What Lies Ahead in Gene Therapy Market Space?

Gene therapies have revolutionized the last half-century from science fiction to the first commercialized products. New delivery strategies are constantly being developed or refined to achieve the most efficient and safest approach, allowing a single injection of gene therapy vector to provide a lifelong cure for severe IMDs. This novel therapy option will compete with other available therapies, either alone or in combination if necessary.

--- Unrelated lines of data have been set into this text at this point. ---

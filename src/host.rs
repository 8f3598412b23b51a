// SPDX-License-Identifier: MPL-2.0

//! Terminal host: drives one switcher from a calloop event loop.
//!
//! Commands arrive line by line on stdin, rotation ticks come from calloop
//! timers, and edits to the options file are picked up through `notify`. All
//! of them are dispatched on the loop thread.

use std::cell::RefCell;
use std::path::{Path, PathBuf};
use std::rc::Rc;

use bg_switcher_lib::{
    CalloopScheduler, Config, MemorySink, Options, PresentationSink, RotationHost, RotationToken,
    Stylesheet, SwitcherSlot,
};
use calloop::{EventLoop, LoopHandle, channel};
use eyre::{Context, eyre};
use notify::{RecommendedWatcher, RecursiveMode, Watcher};

type SharedSink = Rc<RefCell<MemorySink>>;

#[derive(Debug)]
pub struct HostConfig {
    pub options: Options,
    pub options_path: Option<PathBuf>,
    pub stylesheets: Vec<Stylesheet>,
    pub force: bool,
}

#[derive(Debug, Clone, PartialEq, Eq)]
pub enum Command {
    Select(usize),
    Click(usize),
    Next,
    Prev,
    Random,
    Thumbs(Option<bool>),
    Start,
    Stop,
    Interval(u64),
    Attach,
    Status,
    Quit,
}

impl Command {
    /// Parses one input line. Blank lines yield `None`.
    pub fn parse(line: &str) -> eyre::Result<Option<Self>> {
        let mut words = line.split_whitespace();
        let Some(verb) = words.next() else {
            return Ok(None);
        };
        let arg = words.next();
        if words.next().is_some() {
            return Err(eyre!("too many arguments"));
        }

        let command = match (verb, arg) {
            ("select", Some(index)) => Command::Select(parse_number(index)?),
            ("click", Some(index)) => Command::Click(parse_number(index)?),
            ("next", None) => Command::Next,
            ("prev", None) => Command::Prev,
            ("random", None) => Command::Random,
            ("thumbs", None) => Command::Thumbs(None),
            ("thumbs", Some("on")) => Command::Thumbs(Some(true)),
            ("thumbs", Some("off")) => Command::Thumbs(Some(false)),
            ("start", None) => Command::Start,
            ("stop", None) => Command::Stop,
            ("interval", Some(ms)) => Command::Interval(parse_number(ms)?),
            ("attach", None) => Command::Attach,
            ("status", None) => Command::Status,
            ("quit" | "exit", None) => Command::Quit,
            _ => return Err(eyre!("unknown command: {line}")),
        };
        Ok(Some(command))
    }
}

fn parse_number<T: std::str::FromStr>(value: &str) -> eyre::Result<T>
where
    T::Err: std::error::Error + Send + Sync + 'static,
{
    value
        .parse()
        .wrap_err_with(|| format!("invalid number: {value}"))
}

/// A live setting that differs between two loads of the options file.
#[derive(Debug, Clone, Copy, PartialEq, Eq)]
enum OptionChange {
    Interval(u64),
    AutoRotate(bool),
}

/// Settings to push into a running switcher when the options file moves from
/// `previous` to `current`. Unchanged settings are left alone so that a save
/// does not reset the rotation clock or undo a manual `stop`.
fn option_changes(previous: &Config, current: &Config) -> Vec<OptionChange> {
    let mut changes = Vec::new();
    if current.auto_rotate_interval != previous.auto_rotate_interval {
        changes.push(OptionChange::Interval(current.auto_rotate_interval));
    }
    if current.auto_rotate != previous.auto_rotate {
        changes.push(OptionChange::AutoRotate(current.auto_rotate));
    }
    if current.container != previous.container
        || current.enable_thumbs != previous.enable_thumbs
        || current.enable_progressive_blur != previous.enable_progressive_blur
    {
        tracing::info!("markup options changed, restart to apply them");
    }
    changes
}

pub struct Host {
    slot: SwitcherSlot<SharedSink, CalloopScheduler<Host>>,
    sink: SharedSink,
    options_path: Option<PathBuf>,
    /// Options as last loaded from `options_path`.
    loaded: Config,
    exit: bool,
}

impl RotationHost for Host {
    fn on_rotation_tick(&mut self, token: RotationToken) {
        self.slot.on_rotation_tick(token);
        self.log_state();
    }
}

impl Host {
    pub fn run(config: HostConfig) -> eyre::Result<()> {
        let mut event_loop: EventLoop<'static, Host> =
            EventLoop::try_new().wrap_err("failed to create event loop")?;
        let handle = event_loop.handle();

        let sink = config
            .stylesheets
            .iter()
            .fold(MemorySink::new(), |sink, sheet| sink.with_stylesheet(sheet));
        let sink = Rc::new(RefCell::new(sink));

        let mut host = Host {
            slot: SwitcherSlot::new(),
            sink: sink.clone(),
            options_path: config.options_path,
            loaded: config.options.clone().merge(),
            exit: false,
        };

        let scheduler = CalloopScheduler::new(handle.clone());
        let initialised = if config.force {
            host.slot.init(config.options, sink, scheduler)?;
            true
        } else {
            host.slot.auto_init(&config.stylesheets, sink, scheduler)?
        };
        if !initialised {
            tracing::info!("no stylesheet references the switcher; pass --force to construct it");
        }

        insert_stdin_source(&handle)?;
        let _watcher = match host.options_path.clone() {
            Some(path) => watch_options(&handle, &path)?,
            None => None,
        };

        host.log_state();

        loop {
            event_loop.dispatch(None, &mut host)?;

            if host.exit {
                break;
            }
        }

        host.slot.destroy();
        Ok(())
    }

    fn handle_line(&mut self, line: &str) {
        match Command::parse(line) {
            Ok(Some(command)) => self.handle_command(command),
            Ok(None) => {}
            Err(err) => tracing::warn!("{err}"),
        }
    }

    fn handle_command(&mut self, command: Command) {
        tracing::debug!(?command, "command");
        match command {
            Command::Select(index) => self.slot.switch_background(index),
            Command::Click(position) => self.slot.on_thumb_click(position),
            Command::Next => self.slot.next_background(),
            Command::Prev => self.slot.prev_background(),
            Command::Random => self.slot.random_background(),
            Command::Thumbs(show) => self.slot.toggle_thumbs(show),
            Command::Start => self.slot.start_auto_rotate(),
            Command::Stop => self.slot.stop_auto_rotate(),
            Command::Interval(ms) => self.slot.set_auto_rotate_interval(ms),
            Command::Attach => self.slot.attach(),
            Command::Status => println!("{}", self.status()),
            Command::Quit => self.exit = true,
        }
        self.log_state();
    }

    fn reload_options(&mut self) {
        let Some(path) = self.options_path.as_deref() else {
            return;
        };
        let options = match Options::load_or_default(path) {
            Ok(options) => options,
            Err(err) => {
                tracing::error!(%err, "failed to reload options");
                return;
            }
        };
        let loaded = options.merge();
        let changes = option_changes(&self.loaded, &loaded);
        self.loaded = loaded;
        if changes.is_empty() {
            return;
        }
        tracing::info!(?path, ?changes, "options changed");

        for change in changes {
            match change {
                OptionChange::Interval(ms) => self.slot.set_auto_rotate_interval(ms),
                OptionChange::AutoRotate(true) => self.slot.start_auto_rotate(),
                OptionChange::AutoRotate(false) => self.slot.stop_auto_rotate(),
            }
        }
    }

    fn status(&self) -> String {
        let Some(switcher) = self.slot.instance() else {
            return "no switcher".to_string();
        };
        let sink = self.sink.borrow();
        format!(
            "background {} rotating={} thumbs={} classes=[{}] --bg={}",
            switcher.current_index(),
            switcher.is_rotating(),
            match switcher.thumbs_visible() {
                Some(true) => "shown",
                Some(false) => "hidden",
                None => "none",
            },
            sink.root_classes().join(" "),
            sink.computed_variable("--bg")
                .unwrap_or_else(|| "unset".to_string()),
        )
    }

    fn log_state(&self) {
        if self.slot.instance().is_some() {
            tracing::info!("{}", self.status());
        }
    }
}

fn insert_stdin_source(handle: &LoopHandle<'static, Host>) -> eyre::Result<()> {
    let (line_tx, line_rx) = channel::channel::<String>();

    handle
        .insert_source(line_rx, |event, _, host: &mut Host| match event {
            channel::Event::Msg(line) => host.handle_line(&line),
            channel::Event::Closed => {
                tracing::debug!("stdin closed");
                host.exit = true;
            }
        })
        .map_err(|err| eyre!("failed to insert stdin source: {}", err.error))?;

    std::thread::Builder::new()
        .name("stdin".to_string())
        .spawn(move || {
            for line in std::io::stdin().lines() {
                let Ok(line) = line else { break };
                if line_tx.send(line).is_err() {
                    break;
                }
            }
        })
        .wrap_err("failed to spawn stdin reader")?;

    Ok(())
}

fn watch_options(
    handle: &LoopHandle<'static, Host>,
    path: &Path,
) -> eyre::Result<Option<RecommendedWatcher>> {
    let Some(dir) = path.parent().filter(|dir| dir.is_dir()) else {
        tracing::debug!(?path, "options directory missing, not watching");
        return Ok(None);
    };

    let (event_tx, event_rx) = channel::sync_channel::<notify::Event>(20);
    let watched = path.to_path_buf();
    handle
        .insert_source(event_rx, move |event, _, host: &mut Host| {
            if let channel::Event::Msg(event) = event {
                let relevant = (event.kind.is_modify() || event.kind.is_create())
                    && event.paths.iter().any(|p| p.file_name() == watched.file_name());
                if relevant {
                    host.reload_options();
                }
            }
        })
        .map_err(|err| eyre!("failed to insert options watcher: {}", err.error))?;

    let mut watcher = notify::recommended_watcher(move |res: notify::Result<notify::Event>| {
        match res {
            Ok(event) => {
                let _ = event_tx.send(event);
            }
            Err(err) => tracing::warn!(%err, "options watcher error"),
        }
    })?;
    watcher.watch(dir, RecursiveMode::NonRecursive)?;

    Ok(Some(watcher))
}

Many unanswered questions remain, particularly regarding developing an adequate economic model to enable affordable gene therapy products for healthcare systems and the long-term efficacy and safety of these novel therapies.

Currently, researchers are developing novel genotype-specific molecular therapies to become patient-specific and personalized gene therapy approaches to more efficiently correct the phenotype of genetic diseases. Furthermore, unlike previous viral delivery strategies, rAAV lacks viral genes, so there will be no active viral gene expression to amplify the immune response. Immune responses induced by AAV administration have been reported to compromise the outcomes of AAV-mediated gene therapy in some experimental settings.

Thus, several factors, including the route of administration, dose, serotype, host species, transgene and expression cassettes, and pre-existing immunity to AAV, may influence the occurrence of immune responses against AAV proteins. These studies and basic biology research have revealed many aspects of this vector that can be applied to future efforts.